Craig v State of South Australia (1995) 184 CLR 163

Djokovic v Minister for Immigration, Citizenship, Migrant Services and Multicultural Affairs (2022) 289 FCR 21, [2022] FCAFC 3

DQQ17 v Minister for Immigration and Border Protection [2018] FCA 784

Khaling v Minister for Immigration, Citizenship and Multicultural Affairs [2024] FedCFamC2G 573

Minister for Immigration and Border Protection v Dhillon (2014) 227 FCR 525

Minister for Immigration and Border Protection v Singh (2014) 231 FCR 437, [2014] FCAFC 1

Minister for Immigration and Citizenship v Li (2013) 249 CLR 332

Minister for Immigration and Ethnic Affairs v Wu Shan Liang (1996) 185 CLR 259

MZAIB v Minister for Immigration and Border Protection (2015) 238 FCR 158, [2015] FCA 1392

Pabbi v Minister for Home Affairs [2019] FCCA 1750

SAAP v Minister for Immigration and Multicultural and Indigenous Affairs & Anor (2005) 228 CLR 294, [2005] HCA 24

SZRUI v Minister for Immigration, Multicultural Affairs and Citizenship [2013] FCAFC 80

Division: Division 2 General Federal Law
Number of paragraphs: 69
Date of last submission/s: 17 October 2024
Date of hearing: 17 October 2024
Place: Adelaide
Applicants: Self-represented
Counsel for the First Respondent: Alex Chan
Solicitor for the First Respondent: Sparke Helmore
Solicitor for the Second Respondent: Submitting appearance, save as to costs

ORDERS

ADG 390 of 2020

FEDERAL CIRCUIT AND FAMILY COURT OF AUSTRALIA (DIVISION 2)

BETWEEN:

DAVINDERJEET KAUR JOHAL

First Applicant

CHARANPREET SINGH JOHAL

Second Applicant

AND:

MINISTER FOR IMMIGRATION AND MULTICULTURAL AFFAIRS

First Respondent

ADMINISTRATIVE APPEALS TRIBUNAL

Second Respondent

ORDER MADE BY:

JUDGE GERRARD

DATE OF ORDER:

8 NOVEMBER 2024

THE COURT ORDERS THAT:

1.The application be dismissed.

Note: The form of the order is subject to the entry in the Court’s records.
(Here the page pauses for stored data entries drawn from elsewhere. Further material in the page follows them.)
//! Parsing of exported time tracking files.
//!
//! Two layouts are accepted:
//! - JSON: an array of `{ "feature", "member", "date", "hours", "notes"? }`
//! - CSV: a header row naming `feature,member,date,hours` (any order) and an
//!   optional `notes` column. Fields may be double-quoted, and quoted fields
//!   may span lines.

use aitea_core::{Feature, FeatureId, TrackedTimeEntry};
use chrono::NaiveDate;
use serde::Deserialize;
use std::path::Path;

use crate::service::TrackingError;

/// Import file format.
#[derive(Debug, Clone, Copy, PartialEq, Eq)]
pub enum ImportFormat {
    Json,
    Csv,
}

impl ImportFormat {
    /// Pick the format from a file extension.
    pub fn from_path(path: &Path) -> Option<Self> {
        match path.extension()?.to_str()?.to_lowercase().as_str() {
            "json" => Some(ImportFormat::Json),
            "csv" => Some(ImportFormat::Csv),
            _ => None,
        }
    }
}

impl std::str::FromStr for ImportFormat {
    type Err = TrackingError;

    fn from_str(s: &str) -> Result<Self, Self::Err> {
        match s.trim().to_lowercase().as_str() {
            "json" => Ok(ImportFormat::Json),
            "csv" => Ok(ImportFormat::Csv),
            other => Err(TrackingError::UnknownFormat(other.to_string())),
        }
    }
}

/// One record as it appears in the file, before validation.
#[derive(Debug, Clone, PartialEq, Deserialize)]
pub struct RawRecord {
    pub feature: String,
    pub member: String,
    pub date: String,
    pub hours: f64,
    #[serde(default)]
    pub notes: Option<String>,
}

/// Parse file content into raw records, numbered from 1 for error messages.
pub fn parse_records(content: &str, format: ImportFormat) -> Result<Vec<(usize, RawRecord)>, TrackingError> {
    match format {
        ImportFormat::Json => {
            let values: Vec<serde_json::Value> = serde_json::from_str(content)?;
            values
                .into_iter()
                .enumerate()
                .map(|(i, value)| {
                    let row = i + 1;
                    serde_json::from_value::<RawRecord>(value)
                        .map(|record| (row, record))
                        .map_err(|e| invalid(row, &e.to_string()))
                })
                .collect()
        }
        ImportFormat::Csv => parse_csv(content),
    }
}

/// Validate records and resolve feature references.
///
/// Fails on the first invalid row so a bad file imports nothing.
pub fn resolve_records(
    records: Vec<(usize, RawRecord)>,
    features: &[Feature],
) -> Result<Vec<TrackedTimeEntry>, TrackingError> {
    records
        .into_iter()
        .map(|(row, record)| {
            let member = record.member.trim();
            if member.is_empty() {
                return Err(invalid(row, "member is empty"));
            }
            if !record.hours.is_finite() || record.hours < 0.0 {
                return Err(invalid(row, &format!("hours must be non-negative, got {}", record.hours)));
            }
            let date = parse_date(&record.date).ok_or_else(|| {
                invalid(row, &format!("invalid date '{}', expected YYYY-MM-DD", record.date))
            })?;
            let feature = lookup_feature(features, &record.feature).ok_or_else(|| {
                TrackingError::UnknownFeature {
                    row: Some(row),
                    feature: record.feature.clone(),
                }
            })?;

            let mut entry = TrackedTimeEntry::new(feature.id, member, date, record.hours);
            entry.notes = record.notes.filter(|n| !n.trim().is_empty());
            Ok(entry)
        })
        .collect()
}

/// Parse a `YYYY-MM-DD` date.
pub fn parse_date(s: &str) -> Option<NaiveDate> {
    NaiveDate::parse_from_str(s.trim(), "%Y-%m-%d").ok()
}

/// Resolve a feature reference by id, exact name, then synonym.
pub(crate) fn lookup_feature<'a>(features: &'a [Feature], reference: &str) -> Option<&'a Feature> {
    let reference = reference.trim();
    if reference.is_empty() {
        return None;
    }
    if let Ok(id) = reference.parse::<FeatureId>() {
        if let Some(f) = features.iter().find(|f| f.id == id) {
            return Some(f);
        }
    }
    features.iter().find(|f| f.matches(reference))
}

fn invalid(row: usize, reason: &str) -> TrackingError {
    TrackingError::InvalidRow {
        row,
        reason: reason.to_string(),
    }
}

fn parse_csv(content: &str) -> Result<Vec<(usize, RawRecord)>, TrackingError> {
    let mut rows = split_csv_records(content)?.into_iter();

    let Some((header_row, header)) = rows.next() else {
        return Ok(Vec::new());
    };
    let columns: Vec<String> = header.into_iter().map(|c| c.trim().to_lowercase()).collect();
    let column = |name: &str| columns.iter().position(|c| c == name);
    let (Some(feature), Some(member), Some(date), Some(hours)) =
        (column("feature"), column("member"), column("date"), column("hours"))
    else {
        return Err(invalid(header_row, "header must name feature, member, date and hours columns"));
    };
    let notes = column("notes");

    let mut records = Vec::new();
    for (row, fields) in rows {
        let get = |index: usize| {
            fields
                .get(index)
                .map(|s| s.trim())
                .ok_or_else(|| invalid(row, &format!("expected {} columns, found {}", columns.len(), fields.len())))
        };

        let hours_text = get(hours)?;
        let hours_value = hours_text
            .parse::<f64>()
            .map_err(|_| invalid(row, &format!("hours '{}' is not a number", hours_text)))?;

        records.push((
            row,
            RawRecord {
                feature: get(feature)?.to_string(),
                member: get(member)?.to_string(),
                date: get(date)?.to_string(),
                hours: hours_value,
                notes: notes
                    .and_then(|i| fields.get(i))
                    .map(|s| s.trim().to_string())
                    .filter(|s| !s.is_empty()),
            },
        ));
    }
    Ok(records)
}

/// Split CSV content into records tagged with the line each one starts on.
///
/// Honours double quotes and `""` escapes. A newline inside quotes belongs
/// to the field. Blank lines are skipped.
fn split_csv_records(content: &str) -> Result<Vec<(usize, Vec<String>)>, TrackingError> {
    let mut records = Vec::new();
    let mut fields = Vec::new();
    let mut current = String::new();
    let mut in_quotes = false;
    let mut line = 1;
    let mut start = 1;
    let mut chars = content.chars().peekable();

    while let Some(c) = chars.next() {
        match c {
            '"' if in_quotes => {
                if chars.peek() == Some(&'"') {
                    current.push('"');
                    chars.next();
                } else {
                    in_quotes = false;
                }
            }
            '"' if current.trim().is_empty() => {
                current.clear();
                in_quotes = true;
            }
            '\n' if in_quotes => {
                current.push('\n');
                line += 1;
            }
            '\n' => {
                finish_record(&mut records, &mut fields, &mut current, start);
                line += 1;
                start = line;
            }
            '\r' if !in_quotes && chars.peek() == Some(&'\n') => {}
            ',' if !in_quotes => fields.push(std::mem::take(&mut current)),
            _ => current.push(c),
        }
    }
    if in_quotes {
        return Err(invalid(start, "unterminated quoted field"));
    }
    finish_record(&mut records, &mut fields, &mut current, start);
    Ok(records)
}

fn finish_record(
    records: &mut Vec<(usize, Vec<String>)>,
    fields: &mut Vec<String>,
    current: &mut String,
    row: usize,
) {
    fields.push(std::mem::take(current));
    let record = std::mem::take(fields);
    let blank = record.len() == 1 && record[0].trim().is_empty();
    if !blank {
        records.push((row, record));
    }
}

#[cfg(test)]
mod tests {
    use super::*;

    fn features() -> Vec<Feature> {
        vec![
            Feature::new("User Login", "backend", "development", 6.0).with_synonym("login"),
            Feature::new("Dashboard", "frontend", "development", 12.0),
        ]
    }

    #[test]
    fn test_format_from_path() {
        assert_eq!(ImportFormat::from_path(Path::new("a/b.CSV")), Some(ImportFormat::Csv));
        assert_eq!(ImportFormat::from_path(Path::new("x.json")), Some(ImportFormat::Json));
        assert_eq!(ImportFormat::from_path(Path::new("x.txt")), None);
        assert!("xml".parse::<ImportFormat>().is_err());
    }

    #[test]
    fn test_split_csv_quotes() {
        assert_eq!(split_csv_records("a,b,,c").unwrap(), vec![(1, vec!["a".to_string(), "b".into(), "".into(), "c".into()])]);
        let records = split_csv_records("x\r\nLogin,\"Smith, Jo\",2024-01-02,3,\"said \"\"hi\"\"\"\r\n").unwrap();
        assert_eq!(records.len(), 2);
        assert_eq!(records[1].0, 2);
        assert_eq!(records[1].1, vec!["Login", "Smith, Jo", "2024-01-02", "3", r#"said "hi""#]);

        let err = split_csv_records("a\nb,\"open").unwrap_err();
        assert!(matches!(err, TrackingError::InvalidRow { row: 2, .. }));
    }

    #[test]
    fn test_parse_csv_multiline_quoted_notes() {
        let csv = "feature,member,date,hours,notes\n\
                   Login,alice,2024-01-02,3,\"line one\nline two\"\n\
                   Dashboard,bob,2024-01-03,2,\n";
        let records = parse_records(csv, ImportFormat::Csv).unwrap();

        assert_eq!(records.len(), 2);
        assert_eq!(records[0].0, 2);
        assert_eq!(records[0].1.notes.as_deref(), Some("line one\nline two"));
        assert_eq!(records[1].0, 4);
        assert_eq!(records[1].1.member, "bob");
    }

    #[test]
    fn test_parse_csv_any_column_order() {
        let csv = "member,feature,hours,date,notes\n\
                   alice,User Login,4.5,2024-02-01,\n\
                   \n\
                   bob,dashboard,8,2024-02-02,\"first pass, rough\"\n";
        let records = parse_records(csv, ImportFormat::Csv).unwrap();

        assert_eq!(records.len(), 2);
        assert_eq!(records[0].0, 2);
        assert_eq!(records[0].1.member, "alice");
        assert_eq!(records[0].1.hours, 4.5);
        assert_eq!(records[0].1.notes, None);
        assert_eq!(records[1].0, 4);
        assert_eq!(records[1].1.notes.as_deref(), Some("first pass, rough"));
    }

    #[test]
    fn test_parse_csv_rejects_bad_header_and_hours() {
        let err = parse_records("feature,member,hours\n", ImportFormat::Csv).unwrap_err();
        assert!(matches!(err, TrackingError::InvalidRow { row: 1, .. }));

        let err = parse_records("feature,member,date,hours\nLogin,a,2024-01-01,lots\n", ImportFormat::Csv)
            .unwrap_err();
        assert!(matches!(err, TrackingError::InvalidRow { row: 2, .. }));

        let err = parse_records("feature,member,date,hours\nLogin,a\n", ImportFormat::Csv).unwrap_err();
        assert!(matches!(err, TrackingError::InvalidRow { row: 2, .. }));
    }

    #[test]
    fn test_parse_json() {
        let json = r#"[
            {"feature": "Dashboard", "member": "carol", "date": "2024-03-04", "hours": 6},
            {"feature": "login", "member": "dave", "date": "2024-03-05", "hours": 2.5, "notes": "review"}
        ]"#;
        let records = parse_records(json, ImportFormat::Json).unwrap();
        assert_eq!(records.len(), 2);
        assert_eq!(records[1].0, 2);
        assert_eq!(records[1].1.notes.as_deref(), Some("review"));

        assert!(matches!(
            parse_records("{", ImportFormat::Json),
            Err(TrackingError::Json(_))
        ));
    }

    #[test]
    fn test_parse_json_names_the_bad_record() {
        let missing_member = r#"[
            {"feature": "Dashboard", "member": "carol", "date": "2024-03-04", "hours": 6},
            {"feature": "Dashboard", "date": "2024-03-05", "hours": 2}
        ]"#;
        let err = parse_records(missing_member, ImportFormat::Json).unwrap_err();
        match err {
            TrackingError::InvalidRow { row, reason } => {
                assert_eq!(row, 2);
                assert!(reason.contains("member"), "{reason}");
            }
            other => panic!("unexpected error: {other}"),
        }

        let bad_hours = r#"[{"feature": "Dashboard", "member": "carol", "date": "2024-03-04", "hours": "lots"}]"#;
        let err = parse_records(bad_hours, ImportFormat::Json).unwrap_err();
        assert!(matches!(err, TrackingError::InvalidRow { row: 1, .. }));
    }

    #[test]
    fn test_resolve_records() {
        let features = features();
        let records = vec![
            (1, RawRecord {
                feature: "LOGIN".into(),
                member: " alice ".into(),
                date: "2024-02-01".into(),
                hours: 3.0,
                notes: Some("  ".into()),
            }),
            (2, RawRecord {
                feature: features[1].id.to_string(),
                member: "bob".into(),
                date: "2024-02-02".into(),
                hours: 0.0,
                notes: None,
            }),
        ];

        let entries = resolve_records(records, &features).unwrap();
        assert_eq!(entries[0].feature_id, features[0].id);
        assert_eq!(entries[0].member, "alice");
        assert_eq!(entries[0].notes, None);
        assert_eq!(entries[1].feature_id, features[1].id);
    }

    #[test]
    fn test_resolve_rejects_unknown_feature_and_bad_values() {
        let features = features();
        let record = |feature: &str, date: &str, hours: f64| RawRecord {
            feature: feature.into(),
            member: "alice".into(),
            date: date.into(),
            hours,
            notes: None,
        };

        let err = resolve_records(vec![(7, record("Billing", "2024-01-01", 1.0))], &features).unwrap_err();
        assert!(matches!(err, TrackingError::UnknownFeature { row: Some(7), .. }));

        let err = resolve_records(vec![(3, record("Dashboard", "01/02/2024", 1.0))], &features).unwrap_err();
        assert!(matches!(err, TrackingError::InvalidRow { row: 3, .. }));

        let err = resolve_records(vec![(4, record("Dashboard", "2024-01-01", -2.0))], &features).unwrap_err();
        assert!(matches!(err, TrackingError::InvalidRow { row: 4, .. }));
    }
}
Note: The Court may vary or set aside a judgment or order to remedy minor typographical or grammatical errors (r 17.05(2)(g) Federal Circuit and Family Court of Australia (Division 2) (General Federal Law) Rules 2021 (Cth)), or to record a variation to the order pursuant to r 17.05 Federal Circuit and Family Court of Australia (Division 2) (General Federal Law) Rules 2021 (Cth).

REASONS FOR JUDGMENT

JUDGE GERRARD:

BACKGROUND

  1. The first and second applicants (Ms and Mr Johal) are citizens of India (CB 1-2, 5).

  2. On 20 September 2017, Ms and Mr Johal applied for Employer Nomination (Subclass 187) visas (the visas) (CB 1-14). In their accompanying application, Integrated Accountants Pty Ltd (the sponsor), listed Ms Johal as their nominee (CB 24). She was nominated for the position of Accountant (General) (CB 8).

  3. On 15 April 2019, a delegate of the first respondent (the Minister) wrote to Ms Johal advising that the nomination application submitted by the sponsor had been refused. The Minister invited them to provide comment or withdraw the application, noting that if they did not withdraw or respond within 28 days, the application would be refused (CB 24-27).

  4. On 14 May 2019, Ms Johal provided a response, stating that the sponsor had lodged a new nomination application (CB 28-29).

  5. On 13 June 2019, the delegate wrote to Ms Johal advising that a second nomination for the same position cannot be linked to an undecided visa application that was lodged in association with the first nomination (CB 30). On that same day, the delegate refused to grant Ms and Mr Johal the visas. The delegate was not satisfied that Ms Johal met cl 187.233 of Schedule 2 to the Migration Regulations 1994 (the Regulations) because she was not the subject of an approved nomination (CB 37-40).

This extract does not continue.